A text file that defines the instructions needed to build a Docker image.

Building a jupyterlab Docker Image using GitHub Actions

Create a Dockerfile

Create a new directory and Dockerfile within the project docker directory. Since this will be jupyterlab image, we will call the directory jupyterlab.

FROM jupyter/r-notebook:hub-4.0.1 

USER root

# Set up package manager
RUN apt-get install -y apt-transport-https && \
    apt-get clean && apt-get update && apt-get install -y software-properties-common && \
    add-apt-repository multiverse && \
    apt-get clean && rm -rf /var/lib/apt/lists/*

# Install some base software
RUN apt-get update --yes && \
    apt-get install --yes \
    fonts-dejavu \
    unixodbc \
    unixodbc-dev \
    r-base \
    r-cran-rodbc && \
    apt-get clean && rm -rf /var/lib/apt/lists/*

# Add sudo to jovyan user
RUN apt update && \
    apt install -y sudo && \
    apt clean && \
    rm -rf /var/lib/apt/lists/*

# This is where we can control which root permissions the jovyan user will have
ARG PRIV_CMDS='/bin/ch*,/bin/cat,/bin/gunzip,/bin/tar,/bin/mkdir,/bin/ps,/bin/mv,/bin/cp,/usr/bin/apt*,/usr/bin/pip*,/bin/yum,/opt,/opt/conda/bin/*,/usr/bin/*'

RUN usermod -aG sudo jovyan && \
    echo "$LOCAL_USER ALL=NOPASSWD: $PRIV_CMDS" >> /etc/sudoers
RUN addgroup jovyan
RUN usermod -aG jovyan jovyan

# Install RStudio
RUN apt-get update && apt-get install --yes gdebi-core && \
    wget https://download2.rstudio.org/server/jammy/amd64/rstudio-server-2023.09.1-494-amd64.deb && \
    gdebi -n rstudio-server-2023.09.1-494-amd64.deb && \
    rm rstudio-server-2023.09.1-494-amd64.deb && \
    apt-get clean && rm -rf /var/lib/apt/lists/*

# Install Geospatial libraries
RUN apt-get update && \
    apt install -y \
    gdal-bin \
    lbzip2 \
    libfftw3-dev \
    libgdal-dev \
    libgeos-dev \
    libgsl0-dev \
    libgl1-mesa-dev \
    libglu1-mesa-dev \
    libhdf4-alt-dev \
    libhdf5-dev \
    libjq-dev \
    libpq-dev \
    libproj-dev \
    libprotobuf-dev \
    libnetcdf-dev \
    libsqlite3-dev \
    libudunits2-dev \
    lsb-release \
    netcdf-bin \
    postgis \
    protobuf-compiler \
    sqlite3 \
    tk-dev \
    libfmt-dev \
    unixodbc-dev && \
    apt-get clean && rm -rf /var/lib/apt/lists/*

# Fix RStudio / Conda openssl version mismatch
RUN wget https://www.openssl.org/source/openssl-3.2.0.tar.gz && \
    tar xfz openssl-3.2.0.tar.gz && \
    mkdir openssl-build && cd openssl-build && \
    ../openssl-3.2.0/Configure --libdir=/lib/x86_64-linux-gnu/ && \
    make && \
    make install

# Update permissions for /opt/conda
RUN mkdir /usr/local/bin/start-notebook.d && \
    chown -R jovyan:users /opt/conda/share /usr/local/share /usr/local/bin/start-notebook.d 

USER jovyan

# Install jupyterlab and rstudio dependencies
RUN conda install -c conda-forge \ 
    jupyter_client \ 
    jupyter_core \ 
    jupyterlab_server \ 
    jupyter_server \
    r-rgl \
    r-htmlwidgets \
    r-htmltools && \ 
    jupyter lab clean

# reinstall R packages.

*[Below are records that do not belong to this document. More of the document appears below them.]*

//! Tool trait: the abstraction over agent capabilities.
//!
//! Tools are what give the agent the ability to act: run shell commands,
//! read and write files. Individual tools implement [`Tool`]; anything that
//! can dispatch a call by name implements [`ToolExecutor`] (the registry, or a
//! tracing proxy wrapping it).

use async_trait::async_trait;
use serde::{Deserialize, Serialize};
use std::collections::BTreeMap;
use crate::error::ToolError;
use crate::provider::ToolDefinition;

/// Prefix marking a tool outcome the model should treat as a failure.
pub const FAILED_MARKER: &str = "FAILED";

/// The result of a tool execution.
#[derive(Debug, Clone, Serialize, Deserialize)]
pub struct ToolResult {
    /// Whether the tool considers the run successful
    pub success: bool,

    /// The output content
    pub output: String,

    /// Optional structured data
    #[serde(default, skip_serializing_if = "Option::is_none")]
    pub data: Option<serde_json::Value>,
}

impl ToolResult {
    pub fn ok(output: impl Into<String>) -> Self {
        Self { success: true, output: output.into(), data: None }
    }

    pub fn failed(output: impl Into<String>) -> Self {
        Self { success: false, output: output.into(), data: None }
    }
}

/// A single named tool.
#[async_trait]
pub trait Tool: Send + Sync {
    /// The unique name of this tool (e.g., "run_command", "read_file").
    fn name(&self) -> &str;

    /// A description of what this tool does (sent to the LLM).
    fn description(&self) -> &str;

    /// JSON Schema describing this tool's parameters.
    fn parameters_schema(&self) -> serde_json::Value;

    /// Execute the tool with the given arguments.
    async fn execute(&self, arguments: serde_json::Value) -> std::result::Result<ToolResult, ToolError>;

    /// Convert this tool into a ToolDefinition for sending to the LLM.
    fn to_definition(&self) -> ToolDefinition {
        ToolDefinition {
            name: self.name().to_string(),
            description: self.description().to_string(),
            parameters: self.parameters_schema(),
        }
    }
}

/// The tool capability as the agent loop sees it: a schema to advertise and
/// a way to run a call by name.
#[async_trait]
pub trait ToolExecutor: Send + Sync {
    /// Definitions of every tool this executor can run.
    fn definitions(&self) -> Vec<ToolDefinition>;

    /// Run `name` with `params`. Unknown names yield [`ToolError::NotFound`].
    async fn execute(&self, name: &str, params: serde_json::Value) -> std::result::Result<ToolResult, ToolError>;
}

/// Turn a tool outcome into the text recorded as the tool-role message.
///
/// This is the one place where a tool `Err` stops being an error: the model
/// sees it as an observation prefixed with `FAILED`.
pub fn render_tool_outcome(outcome: std::result::Result<ToolResult, ToolError>) -> String {
    match outcome {
        Ok(result) if result.success => result.output,
        Ok(result) if result.output.starts_with(FAILED_MARKER) => result.output,
        Ok(result) => format!("{FAILED_MARKER}: {}", result.output),
        Err(e) => format!("{FAILED_MARKER}: {e}"),
    }
}

/// A registry of available tools, populated explicitly at startup.
pub struct ToolRegistry {
    tools: BTreeMap<String, Box<dyn Tool>>,
}

impl ToolRegistry {
    pub fn new() -> Self {
        Self {
            tools: BTreeMap::new(),
        }
    }

    /// Register a tool. Replaces any existing tool with the same name.
    pub fn register(&mut self, tool: Box<dyn Tool>) {
        let name = tool.name().to_string();
        tracing::debug!(tool = %name, "Registered tool");
        self.tools.insert(name, tool);
    }

    /// Get a tool by name.
    pub fn get(&self, name: &str) -> Option<&dyn Tool> {
        self.tools.get(name).map(|t| t.as_ref())
    }

    /// List all registered tool names, sorted.
    pub fn names(&self) -> Vec<&str> {
        self.tools.keys().map(|s| s.as_str()).collect()
    }

    pub fn len(&self) -> usize {
        self.tools.len()
    }

    pub fn is_empty(&self) -> bool {
        self.tools.is_empty()
    }

    /// Execute and render in one go; never fails.
    pub async fn dispatch(&self, name: &str, params: serde_json::Value) -> String {
        render_tool_outcome(ToolExecutor::execute(self, name, params).await)
    }
}

impl Default for ToolRegistry {
    fn default() -> Self {
        Self::new()
    }
}

#[async_trait]
impl ToolExecutor for ToolRegistry {
    fn definitions(&self) -> Vec<ToolDefinition> {
        self.tools.values().map(|t| t.to_definition()).collect()
    }

    async fn execute(&self, name: &str, params: serde_json::Value) -> std::result::Result<ToolResult, ToolError> {
        let tool = self.tools.get(name).ok_or_else(|| ToolError::NotFound(name.to_string()))?;
        tool.execute(params).await
    }
}
impl BrainOrchestrator {
    /// Assemble a session from ready-made agents.
    ///
    /// The brain agent should have no tools. Both agents are expected to
    /// already be wired to `tracer` through proxies if their calls should
    /// appear in the session's trace.
    pub fn new(
        target: impl Into<String>,
        goal: impl Into<String>,
        brain: Agent,
        worker: Agent,
        extractor: Extractor,
        tracer: Tracer,
    ) -> Self {
        let config = BrainConfig::default();
        Self {
            brain: ChatSession::new(brain),
            worker: ChatSession::new(worker),
            extractor,
            stop: StopPolicy::from_config(&config),
            state: TargetState::new(target, goal, config.max_iterations),
            brain_prompt: prompts::DEFAULT_BRAIN_PROMPT.into(),
            pacing: Duration::from_millis(config.pacing_ms),
            tracer,
            progress: None,
            history: Vec::new(),
            initialized: false,
        }
    }

    /// Wire a session from configuration: tracing proxies on every
    /// capability, a fresh in-memory thread per agent, and the
    /// `[roles.brain]` / `[roles.worker]` LLM settings.
    pub fn from_config(
        config: &AppConfig,
        target: impl Into<String>,
        goal: impl Into<String>,
        brain_provider: Arc<dyn Provider>,
        worker_provider: Arc<dyn Provider>,
        tools: Arc<dyn ToolExecutor>,
        sink: Arc<dyn EventSink>,
    ) -> Self {
        let tracer = Tracer::fresh(sink);
        let brain_llm: Arc<dyn Provider> = Arc::new(LlmProxy::new(brain_provider, tracer.clone()));
        let worker_llm: Arc<dyn Provider> = Arc::new(LlmProxy::new(worker_provider, tracer.clone()));
        let tools: Arc<dyn ToolExecutor> = Arc::new(ToolProxy::new(tools, tracer.clone()));

        let brain_settings = config.resolve_llm(AgentRole::Brain);
        let worker_settings = config.resolve_llm(AgentRole::Worker);

        let agent = |llm: Arc<dyn Provider>| {
            Agent::new(uuid::Uuid::new_v4().to_string(), Arc::new(InMemoryStore::new()), llm)
                .with_max_steps(config.agent.max_steps)
                .with_history_window(config.agent.history_window)
                .with_rollup(config.agent.rollup.clone())
        };
        let brain = agent(Arc::clone(&brain_llm)).with_llm(&brain_settings);
        let worker = agent(worker_llm).with_llm(&worker_settings).with_tools(tools);
        let extractor = Extractor::new(brain_llm, brain_settings.model.clone());

        Self::new(target, goal, brain, worker, extractor, tracer).with_config(&config.brain)
    }

    /// Replace the default strategist prompt.
    pub fn with_brain_prompt(mut self, prompt: impl Into<String>) -> Self {
        self.brain_prompt = prompt.into();
        self
    }

    pub fn with_max_iterations(mut self, n: u32) -> Self {
        self.state.max_iterations = n;
        self
    }

    /// Pause between iterations.
    pub fn with_pacing(mut self, pacing: Duration) -> Self {
        self.pacing = pacing;
        self
    }

    pub fn with_stop_policy(mut self, stop: StopPolicy) -> Self {
        self.stop = stop;
        self
    }

    /// Iteration budget, pacing and stop keywords from `[brain]`.
    pub fn with_config(self, config: &BrainConfig) -> Self {
        self.with_max_iterations(config.max_iterations)
            .with_pacing(Duration::from_millis(config.pacing_ms))
            .with_stop_policy(StopPolicy::from_config(config))
    }

    pub fn with_progress(mut self, tx: UnboundedSender<BrainProgress>) -> Self {
        self.progress = Some(tx);
        self
    }

    pub fn session_id(&self) -> &str {
        self.tracer.trace_id()
    }

    pub fn state(&self) -> &TargetState {
        &self.state
    }

    pub fn brain(&self) -> &ChatSession {
        &self.brain
    }

    pub fn worker(&self) -> &ChatSession {
        &self.worker
    }

    /// Run the session to the end. Never fails: errors are reported in the
    /// outcome and in a `brain_session_failed` event.
    pub async fn run(&mut self) -> BrainOutcome {
        info!(
            session_id = %self.session_id(),
            target = %self.state.target_id,
            max_iterations = self.state.max_iterations,
            "Starting brain session"
        );
        self.tracer.emit(
            EventType::BrainSessionStarted,
            json!({
                "target": self.state.target_id,
                "goal": self.state.goal,
                "max_iterations": self.state.max_iterations,
            }),
        );

        match self.run_loop().await {
            Ok(reason) => {
                info!(reason = reason.as_str(), iterations = self.state.iteration, "Brain loop finished");
                self.send(BrainProgress::Finished { reason });
                let report = self.final_report().await;
                self.tracer.emit(
                    EventType::BrainSessionCompleted,
                    json!({
                        "iterations": self.state.iteration,
                        "exit_reason": reason.as_str(),
                        "target_state": self.state,
                        "final_report": report,
                    }),
                );
                self.outcome(Some(reason), None, report)
            }
            Err(e) => {
                let message = format!("Brain session failed: {e}");
                error!(session_id = %self.session_id(), error = %e, "Brain session failed");
                self.send(BrainProgress::Failed { error: message.clone() });
                let report = self.final_report().await;
                self.tracer.emit(
                    EventType::BrainSessionFailed,
                    json!({
                        "error": message,
                        "iterations": self.state.iteration,
                        "target_state": self.state,
                    }),
                );
                self.outcome(None, Some(message), report)
            }
        }
    }

    async fn run_loop(&mut self) -> Result<ExitReason> {
        self.initialize().await?;

        while self.state.iteration < self.state.max_iterations {
            self.state.iteration += 1;
            let iteration = self.state.iteration;
            self.send(BrainProgress::IterationStarted {
                iteration,
                max_iterations: self.state.max_iterations,
                phase: self.state.phase,
                open_ports: self.state.open_ports.len(),
                findings: self.state.key_findings.len(),
            });

            // 1. Decide
            let prompt = prompts::decision(&self.state.context_block(), &self.state.target_id);
            let decision = self.brain.ask(&prompt, "").await?;
            if !decision.is_done() || decision.text.trim().is_empty() {
                warn!(iteration, status = decision.status.as_str(), "Brain produced no decision");
                return Ok(ExitReason::BrainUnavailable);
            }
            let decision = decision.text.trim().to_string();
            self.send(BrainProgress::Decision {
                iteration,
                text: decision.clone(),
            });

            // 2. Stop?
            if let Some(keyword) = self.stop.matched(&decision) {
                info!(iteration, keyword, "Brain decided to stop");
                self.history.push(IterationRecord {
                    iteration,
                    decision,
                    worker_result: None,
                });
                return Ok(ExitReason::StopKeyword);
            }

            // 3. Execute
            let result = self.worker.ask(&prompts::worker_task(&decision), "").await?;
            self.send(BrainProgress::WorkerResult {
                iteration,
                text: result.text.clone(),
            });

            // 4. Notes, 5. extraction, 6. merge
            let brain_memory = Arc::clone(self.brain.agent().memory());
            let brain_thread = self.brain.thread_id().to_string();
            let checkpoint = brain_memory.message_count(&brain_thread).await?;
            let summary_checkpoint = brain_memory.summary(&brain_thread).await?;

            let notes = self.brain.ask(&prompts::notes(&decision, &result.text), "").await?;
            if notes.is_done() {
                let extraction = self.extractor.extract(&notes.text).await;
                self.state.merge(&extraction);
            } else {
                warn!(iteration, "Brain wrote no notes, state unchanged");
            }

            // 7. Forget the note-taking exchange, including any rollup it triggered
            brain_memory.truncate(&brain_thread, checkpoint).await?;
            brain_memory.update_summary(&brain_thread, &summary_checkpoint).await?;

            self.history.push(IterationRecord {
                iteration,
                decision,
                worker_result: Some(result.text),
            });

            // 8. Report progress and pace
            self.send(BrainProgress::StateUpdated {
                iteration,
                state: self.state.clone(),
            });
            if !self.pacing.is_zero() {
                tokio::time::sleep(self.pacing).await;
            }
        }

        Ok(ExitReason::MaxIterations)
    }

    /// Seed the brain's thread with its prompt and the target.
    async fn initialize(&mut self) -> Result<()> {
        if self.initialized {
            return Ok(());
        }
        let init = prompts::brain_init(&self.brain_prompt, &self.state.target_id, &self.state.goal);
        self.brain
            .agent()
            .memory()
            .append(self.brain.thread_id(), Message::system(init))
            .await?;
        self.initialized = true;
        Ok(())
    }

    async fn final_report(&mut self) -> String {
        let prompt = prompts::report(
            &self.state.target_id,
            &self.state.goal,
            self.state.iteration,
            &self.state.context_block(),
            &self.history_text(),
        );

        match self.brain.ask(&prompt, "").await {
            Ok(outcome) if outcome.is_done() => self.frame_report(&outcome.text),
            Ok(outcome) => format!("Error generating report: {}", outcome.text),
            Err(e) => {
                warn!(error = %e, "Report generation failed");
                format!("Error generating report: {e}")
            }
        }
    }

    fn history_text(&self) -> String {
        if self.history.is_empty() {
            return "(no iterations completed)".into();
        }
        self.history
            .iter()
            .map(|record| {
                let result = record
                    .worker_result
                    .as_deref()
                    .map(|r| truncate_chars(r, HISTORY_RESULT_CHARS))
                    .unwrap_or_else(|| "(session stopped)".into());
                format!(
                    "Iteration {}:\n  Decision: {}\n  Result: {}",
                    record.iteration, record.decision, result
                )
            })
            .collect::<Vec<_>>()
            .join("\n")
    }

    fn frame_report(&self, body: &str) -> String {
        let rule = "=".repeat(60);
        format!(
            "BRAIN SESSION REPORT\n{rule}\nTarget: {}\nGoal: {}\nIterations: {}/{}\nGenerated: {}\n\n{}\n\n{rule}",
            self.state.target_id,
            self.state.goal,
            self.state.iteration,
            self.state.max_iterations,
            chrono::Utc::now().format("%Y-%m-%d %H:%M:%S UTC"),
            body.trim(),
        )
    }

    fn outcome(&self, exit_reason: Option<ExitReason>, error: Option<String>, report: String) -> BrainOutcome {
        BrainOutcome {
            session_id: self.session_id().to_string(),
            exit_reason,
            error,
            report,
            iterations: self.state.iteration,
            state: self.state.clone(),
            history: self.history.clone(),
        }
    }

    fn send(&self, event: BrainProgress) {
        if let Some(tx) = &self.progress {
            // A closed receiver only means nobody is watching.
            let _ = tx.send(event);
        }
    }
}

Here is where you add any new R packages you would like to install 
RUN mamba install --quiet --yes \
    r-base \
    r-tidyverse \
    r-terra \
    r-future \
    r-future.apply \
    r-furrr \
    && \ 
    mamba clean --all -f -y

# Install Jupyter Lab Proxy extensions (cards in Launcher)
RUN pip install jupyter-rsession-proxy jupyter-server-proxy jupyter-shiny-proxy jupyterlab-git 

# Install Mamba Gator package manager
RUN rm -f ~/.jupyter/lab/workspaces/default* && \
    mamba install -y -c conda-forge mamba_gator

# Install and configure jupyter lab 
COPY jupyter_notebook_config.json /opt/conda/etc/jupyter/jupyter_notebook_config.json

# Rebuild the Jupyter Lab with new tools
RUN jupyter lab build

# Build Conda environment. Any packages you would like to install with conda need to be added to the environment.yml file in this Dockerfiles directory
RUN conda update -y conda && \
    conda config --remove channels conda-forge && \
    conda config --add channels conda-forge
WORKDIR /home/jovyan
COPY environment.yml /home/jovyan/ 
RUN mamba env create -f /home/jovyan/environment.yml
RUN . /opt/conda/etc/profile.d/conda.sh && conda deactivate && conda activate custom && python -m ipykernel install --name custom && pip install jupyter_contrib_nbextensions

# Install R packages from CRAN and GitHub
RUN R -e "remotes::install_github('tomroh/ecoregions')"
RUN R -e "install.packages('mblm', repos='http://cran.rstudio.com/')"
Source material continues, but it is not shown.